It’s no secret that HIV stigma still exists. It’s seen in the actions and mentality of Canadians today, 70% of whom said (in a survey conducted by the agency team) they would be ashamed to tell anyone if they contracted the infection. What’s worse, half of them admitted they wouldn’t eat a meal that was made by someone with HIV.

The astonishing findings led the team to launch the first-ever HIV+ eatery – run entirely by an HIV+ kitchen staff, who were trained by chef Matt Basile to develop the menu. Open for three days, June’s (named after the founder, June Callwood, of Casey House) invited diners to #smashstigma and the permeating fear that keeps HIV a taboo subject. To get the media’s attention before its opening, the PR team sent jars of soup made by the cooks with labels that read, “I got HIV from soup. Said no one ever.” The media gift acted as a visceral test of their beliefs and biases. And the reaction was noticeable, with stories in 10 countries generating 834 million impressions.

Anything But Sorry Image 1The in-your-face creative approach was also adopted by the Canadian Down Syndrome Society (CDSS) when it revealed the FCB-created “Anything But Sorry” campaign late last year. It, too, was antagonistic and candid, provoking people to reconsider what they should say to new parents of Down syndrome babies.

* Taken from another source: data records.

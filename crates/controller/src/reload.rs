//! Active configuration with reload support
//!
//! Handlers read the configuration fresh on every invocation through
//! [`ConfigManager::current`]. A reload parses and validates the file
//! before swapping it in; a bad file leaves the running configuration
//! untouched.

use anyhow::{Context, Result};
use arc_swap::ArcSwap;
use std::path::{Path, PathBuf};
use std::sync::atomic::{AtomicU64, Ordering};
use std::sync::Arc;
use tracing::{error, info};

use certpilot_config::Config;

/// Holds the active [`Config`] behind an atomic pointer swap
#[derive(Debug)]
pub struct ConfigManager {
    current: ArcSwap<Config>,
    path: Option<PathBuf>,
    reloads: AtomicU64,
    failed_reloads: AtomicU64,
}

impl ConfigManager {
    /// Load and validate the file at `path`, or the embedded default
    pub fn load(path: Option<&Path>) -> Result<Self> {
        let config = match path {
            Some(path) => Config::from_file(path)
                .with_context(|| format!("Failed to load configuration from {}", path.display()))?,
            None => Config::default_embedded().context("Failed to load embedded configuration")?,
        };
        config.validate().context("Configuration validation failed")?;

        Ok(Self {
            current: ArcSwap::from_pointee(config),
            path: path.map(Path::to_path_buf),
            reloads: AtomicU64::new(0),
            failed_reloads: AtomicU64::new(0),
        })
    }

    /// Manager over a fixed configuration with nothing to reload from
    pub fn from_config(config: Config) -> Self {
        Self {
            current: ArcSwap::from_pointee(config),
            path: None,
            reloads: AtomicU64::new(0),
            failed_reloads: AtomicU64::new(0),
        }
    }

    pub fn current(&self) -> Arc<Config> {
        self.current.load_full()
    }

    pub fn path(&self) -> Option<&Path> {
        self.path.as_deref()
    }

    /// Re-read the configuration file and apply it if valid
    ///
    /// Without a file this is a no-op.
    pub fn reload(&self) -> Result<()> {
        let Some(path) = self.path.as_deref() else {
            info!("No configuration file to reload, keeping current configuration");
            return Ok(());
        };

        info!(path = %path.display(), "Reloading configuration");

        let loaded = Config::from_file(path).and_then(|config| {
            config.validate()?;
            Ok(config)
        });

        match loaded {
            Ok(config) => {
                self.current.store(Arc::new(config));
                self.reloads.fetch_add(1, Ordering::Relaxed);
                info!(path = %path.display(), "Configuration reloaded");
                Ok(())
            }
            Err(e) => {
                self.failed_reloads.fetch_add(1, Ordering::Relaxed);
                error!(
                    path = %path.display(),
                    error = %e,
                    "Configuration reload rejected, continuing with current configuration"
                );
                Err(e)
            }
        }
    }

    /// Replace the active configuration directly
    pub fn replace(&self, config: Config) -> Result<()> {
        config.validate()?;
        self.current.store(Arc::new(config));
        self.reloads.fetch_add(1, Ordering::Relaxed);
        Ok(())
    }

    /// (successful, failed) reload counts
    pub fn reload_counts(&self) -> (u64, u64) {
        (
            self.reloads.load(Ordering::Relaxed),
            self.failed_reloads.load(Ordering::Relaxed),
        )
    }
}

#[cfg(test)]
mod tests {
    use super::*;
    use certpilot_config::LetsEncryptMode;
    use tempfile::NamedTempFile;

    fn write_config(file: &mut NamedTempFile, body: &str) {
        std::fs::write(file.path(), body).unwrap();
    }

    #[test]
    fn test_embedded_default() {
        let manager = ConfigManager::load(None).unwrap();
        assert!(manager.current().certificates.lets_encrypt.is_enabled());
        assert!(manager.path().is_none());
        manager.reload().unwrap();
    }

    #[test]
    fn test_reload_applies_valid_file() {
        let mut file = NamedTempFile::new().unwrap();
        write_config(&mut file, "certificates {\n    lets-encrypt \"enabled\"\n}\n");
        let manager = ConfigManager::load(Some(file.path())).unwrap();

        write_config(&mut file, "certificates {\n    lets-encrypt \"Disabled\"\n}\n");
        manager.reload().unwrap();

        assert_eq!(
            manager.current().certificates.lets_encrypt,
            LetsEncryptMode::Disabled
        );
        assert_eq!(manager.reload_counts(), (1, 0));
    }

    #[test]
    fn test_reload_keeps_config_on_invalid_file() {
        let mut file = NamedTempFile::new().unwrap();
        write_config(&mut file, "certificates {\n    renew-before-days 20\n}\n");
        let manager = ConfigManager::load(Some(file.path())).unwrap();

        write_config(&mut file, "certificates {\n    renew-before-days 500\n}\n");
        assert!(manager.reload().is_err());
        assert_eq!(manager.current().certificates.renew_before_days, 20);

        write_config(&mut file, "certificates {");
        assert!(manager.reload().is_err());
        assert_eq!(manager.reload_counts(), (0, 2));
    }

    #[test]
    fn test_replace_validates() {
        let manager = ConfigManager::from_config(Config::default());
        let mut config = Config::default();
        config.certificates.renew_before_days = 0;
        assert!(manager.replace(config).is_err());

        let mut config = Config::default();
        config.certificates.lets_encrypt = LetsEncryptMode::Staging;
        manager.replace(config).unwrap();
        assert!(manager.current().certificates.lets_encrypt.is_staging());
    }
}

The cheeky campaign revolves around a hero piece called “The S Word,” which initially warns viewers of “inappropriate language.” However, it’s not a curse word that the CDSS is cautioning. Rather, the word “sorry” is being blamed for making parents feel uncomfortable when friends and family use it to show their condolences (instead of congratulations) when hearing the news of a Down syndrome child’s birth. “There goes your sex life” and “Congratu-f#$%-lations!” are much more appropriate responses, the video suggests.

Not only did the piece get major attention on YouTube and Facebook (almost 350,000 views with only $1,200 in media investment), it also led to 1.29 million unpaid media impressions, which actually exceeded its uber successful (and equally cheeky) “Down Syndrome Answers” campaign.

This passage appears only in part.